Diante dessa lacuna, países distintos têm experimentado saídas distintas. Uma medida frequente tem sido o revezamento, alternando aulas remotas e ensino presencial. Em alguns, máscaras são obrigatórias; noutros não. Uns implementaram distância de mais de dois metros entre alunos. Outros deram preferência a aulas ao ar livre ou com janelas abertas. Alguns fecharam cantinas e suspenderam brincadeiras coletivas no intervalo. Outros obrigam crianças a comer o lanche na própria sala. Uns medem a temperatura na entrada para impedir a entrada de quem tiver febre. Outros implantaram a testagem frequente de alunos, professores e funcionários.

Nem tudo é possível em todos os lugares. Nem tudo tem os mesmos resultados. As próprias escolas estão aprendendo. A revista científica Science publicou uma reportagem em que, analisando estratégias de reabertura em países tão diversos quanto África do Sul, Finlândia e Israel, diz ter encontrado “padrões encorajadores”. “Juntos, eles sugerem que uma combinação de manter os estudantes em pequenos grupos e exigir máscaras e algum distanciamento social ajuda a manter escolas e comunidades seguras”, afirma o texto.

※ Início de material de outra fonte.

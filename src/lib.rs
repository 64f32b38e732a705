//! Kiln: the turn runtime of a coding assistant.
//!
//! A turn drives one assistant message from a streamed model response through
//! tool execution, permission checks, retries and persistence. The pieces:
//!
//! - [`id`]: sortable, prefixed identifiers.
//! - [`bus`]: typed in-process publish/subscribe.
//! - [`lock`]: per-key readers/writer lock with writer priority.
//! - [`permission`]: wildcard rulesets and interactive approval.
//! - [`tools`]: the tool contract, output truncation, batch execution and patches.
//! - [`turn`]: the stream processor, retry loop and doom-loop guard.
//! - [`patch`]: parsing and applying the `*** Begin Patch` format.
//!
//! # Quick Start
//!
//! ```no_run
//! use std::sync::Arc;
//! use kiln::prelude::*;
//!
//! # async fn example(model: Arc<dyn ModelStream>) -> kiln::error::Result<()> {
//! let config = KilnConfig::global();
//! let bus = EventBus::new();
//! let store = Arc::new(StorageSessionStore::new(Storage::new(&config.data_dir), bus.clone()));
//! let registry = Arc::new(ToolRegistry::new(config.truncator()).with_tool(Arc::new(config.batch_tool())));
//! let permissions = Arc::new(PermissionEngine::new(bus));
//!
//! let processor = TurnProcessor::new(model, registry, permissions, store)
//!     .with_ruleset(config.ruleset())
//!     .with_settings(config.turn_settings());
//! let request = TurnRequest::new(kiln::id::ascending(IdPrefix::Session), vec![ModelMessage::user("Hello!")]);
//! let result = processor.process(request, Default::default()).await;
//! println!("{}", result.outcome);
//! # Ok(())
//! # }
//! ```

pub mod bus;
pub mod config;
pub mod error;
pub mod id;
pub mod lock;
pub mod model;
pub mod patch;
pub mod permission;
pub mod prelude;
pub mod session;
pub mod storage;
pub mod tools;
pub mod turn;
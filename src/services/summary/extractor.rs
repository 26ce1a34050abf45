use bytes::Bytes;
use calamine::{open_workbook_from_rs, Data, Reader, Xlsx};
use std::io::Cursor;

use crate::error::AppError;
use crate::models::{Cell, SummaryTable};

/// Pulls the summary worksheet out of one workbook. Sheet and key column
/// names are injected so tests can run against synthetic workbooks.
pub struct SummaryExtractor {
    sheet_name: String,
    key_column: String,
}

impl SummaryExtractor {
    pub fn new(sheet_name: impl Into<String>, key_column: impl Into<String>) -> Self {
        Self {
            sheet_name: sheet_name.into(),
            key_column: key_column.into(),
        }
    }

    /// `Ok(None)` means the workbook has no summary sheet and the caller
    /// should skip the file silently. A sheet that exists but lacks the key
    /// column is a parse error, not a silent skip.
    pub fn extract(&self, file_data: Bytes) -> Result<Option<SummaryTable>, AppError> {
        let cursor = Cursor::new(file_data);
        let mut workbook: Xlsx<_> = open_workbook_from_rs(cursor)
            .map_err(|e| AppError::Parse(format!("Failed to open workbook: {}", e)))?;

        if !workbook.sheet_names().iter().any(|name| name == &self.sheet_name) {
            return Ok(None);
        }

        let range = workbook.worksheet_range(&self.sheet_name).map_err(|e| {
            AppError::Parse(format!(
                "Failed to read sheet {}: {}",
                self.sheet_name, e
            ))
        })?;

        let rows: Vec<Vec<Data>> = range.rows().map(|row| row.to_vec()).collect();
        self.table_from_rows(&rows).map(Some)
    }

    /// First row becomes the column labels, replacing whatever the workbook
    /// carried natively. The key column is pulled out of the data columns
    /// and its values become the row keys. A row whose key cell is blank or
    /// absent gets the empty string as its key, so all keyless rows collapse
    /// into one entry under the duplicate-key rule (latest cells win).
    fn table_from_rows(&self, rows: &[Vec<Data>]) -> Result<SummaryTable, AppError> {
        let header = rows
            .first()
            .ok_or_else(|| AppError::Parse(format!("Sheet {} is empty", self.sheet_name)))?;

        let labels: Vec<String> = header.iter().map(|cell| cell.to_string()).collect();
        let key_idx = labels
            .iter()
            .position(|label| label == &self.key_column)
            .ok_or_else(|| {
                AppError::Parse(format!(
                    "Sheet {} has no '{}' column",
                    self.sheet_name, self.key_column
                ))
            })?;

        let metrics: Vec<String> = labels
            .iter()
            .enumerate()
            .filter(|(idx, _)| *idx != key_idx)
            .map(|(_, label)| label.clone())
            .collect();

        let mut table = SummaryTable::new(metrics);
        for row in rows.iter().skip(1) {
            let key = row
                .get(key_idx)
                .map(|cell| cell.to_string())
                .unwrap_or_default();
            let cells: Vec<Cell> = (0..labels.len())
                .filter(|idx| *idx != key_idx)
                .map(|idx| row.get(idx).map(Cell::from).unwrap_or(Cell::Empty))
                .collect();
            table.push_row(key, cells);
        }

        Ok(table)
    }
}
use crate::models::MergedTable;

/// Emits the merged table as an HTML table with a two-row header: the key
/// column label spans both header rows, each file spans its metric columns,
/// and the second row lists the metric labels. Cell text is escaped here,
/// at the rendering boundary; the merge stage never sees markup.
pub fn render_grouped_table(merged: Option<&MergedTable>, key_label: &str) -> String {
    let Some(table) = merged else {
        return "<p>No summary data found.</p>".to_string();
    };

    let mut html =
        String::from(r#"<table border="1" style="width:100%; border-collapse: collapse;">"#);
    html.push_str(&format!(
        r#"<tr><th rowspan="2">{}</th>"#,
        html_escape(key_label)
    ));
    for group in &table.groups {
        html.push_str(&format!(
            r#"<th colspan="{}">{}</th>"#,
            group.metrics.len(),
            html_escape(&group.file)
        ));
    }
    html.push_str("</tr><tr>");
    for group in &table.groups {
        for metric in &group.metrics {
            html.push_str(&format!("<th>{}</th>", html_escape(metric)));
        }
    }
    html.push_str("</tr>");

    for (key, row) in table.row_keys.iter().zip(&table.cells) {
        html.push_str(&format!("<tr><td>{}</td>", html_escape(key)));
        for cell in row {
            html.push_str(&format!("<td>{}</td>", html_escape(&cell.to_string())));
        }
        html.push_str("</tr>");
    }
    html.push_str("</table>");
    html
}

fn html_escape(s: &str) -> String {
    s.replace('&', "&amp;")
        .replace('<', "&lt;")
        .replace('>', "&gt;")
        .replace('"', "&quot;")
        .replace('\'', "&#39;")
}

#[cfg(test)]
mod tests {
    use super::*;
    use crate::models::{Cell, NamedSummarySet, SummaryTable};
    use crate::services::summary::merge;

    fn two_file_set() -> NamedSummarySet {
        let mut file1 = SummaryTable::new(vec!["A".to_string(), "B".to_string()]);
        file1.push_row("Jan".to_string(), vec![Cell::Number(1.0), Cell::Number(2.0)]);
        file1.push_row("Feb".to_string(), vec![Cell::Number(3.0), Cell::Number(4.0)]);

        let mut file2 = SummaryTable::new(vec!["A".to_string(), "C".to_string()]);
        file2.push_row("Feb".to_string(), vec![Cell::Number(5.0), Cell::Number(6.0)]);
        file2.push_row("Mar".to_string(), vec![Cell::Number(7.0), Cell::Number(8.0)]);

        let mut set = NamedSummarySet::default();
        set.insert("file1".to_string(), file1);
        set.insert("file2".to_string(), file2);
        set
    }

    #[test]
    fn none_renders_no_data_notice() {
        let html = render_grouped_table(None, "Month of Nivedan");
        assert!(html.contains("No summary data found."));
        assert!(!html.contains("<table"));
    }

    #[test]
    fn grouped_header_spans_match_metric_counts() {
        let set = two_file_set();
        let merged = merge(&set).unwrap();
        let html = render_grouped_table(Some(&merged), "Month of Nivedan");

        assert!(html.contains(r#"<th rowspan="2">Month of Nivedan</th>"#));
        assert!(html.contains(r#"<th colspan="2">file1</th><th colspan="2">file2</th>"#));
        assert!(html.contains("<th>A</th><th>B</th><th>A</th><th>C</th>"));
    }

    #[test]
    fn body_rows_follow_merged_order_with_empty_holes() {
        let set = two_file_set();
        let merged = merge(&set).unwrap();
        let html = render_grouped_table(Some(&merged), "Month of Nivedan");

        // Jan is absent from file2, so its last two cells are empty.
        assert!(html.contains("<tr><td>Jan</td><td>1</td><td>2</td><td></td><td></td></tr>"));
        assert!(html.contains("<tr><td>Feb</td><td>3</td><td>4</td><td>5</td><td>6</td></tr>"));
        assert!(html.contains("<tr><td>Mar</td><td></td><td></td><td>7</td><td>8</td></tr>"));
    }

    #[test]
    fn cell_text_is_escaped() {
        let mut table = SummaryTable::new(vec!["Note".to_string()]);
        table.push_row(
            "Jan".to_string(),
            vec![Cell::Text("<script>alert(1)</script>".to_string())],
        );
        let mut set = NamedSummarySet::default();
        set.insert("a&b".to_string(), table);

        let merged = merge(&set).unwrap();
        let html = render_grouped_table(Some(&merged), "Month of Nivedan");

        assert!(html.contains("&lt;script&gt;alert(1)&lt;/script&gt;"));
        assert!(html.contains("a&amp;b"));
        assert!(!html.contains("<script>"));
    }
}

Não é um equilíbrio fácil de atingir. Depois da retomada em Israel, o ginásio Rehavia, em Jerusalém, reabriu aulas com mais de 40 alunos, mas teve de voltar a suspendê-las depois que uma onda de calor levou todos a abandonarem as máscaras – e um surto infectou 153 alunos e 25 funcionários. Na Alemanha, onde as máscaras não são obrigatórias em sala de aula, houve aumento do contágio entre os estudantes, embora não na equipe pedagógica. Na Suécia, onde as escolas nem chegaram a fechar, elas se tornaram focos da doença.

Uma das maiores dúvidas é o que fazer quando alguém na escola é diagnosticado com Covid-19. Na Alemanha, há quarentena de duas semanas para todos os que mantiveram contato com o doente. Em Israel, toda a escola é obrigada a fechar as portas.

Nenhuma evidência científica é definitiva, mas é com base nelas que temos de agir. O caso das escolas talvez seja o melhor exemplo da principal dificuldade trazida pela pandemia: num mundo tomado pela desinformação, a ciência se tornou o único guia confiável para tomar decisões – mas está longe de fornecer as respostas seguras e definitivas que gostaríamos de ter.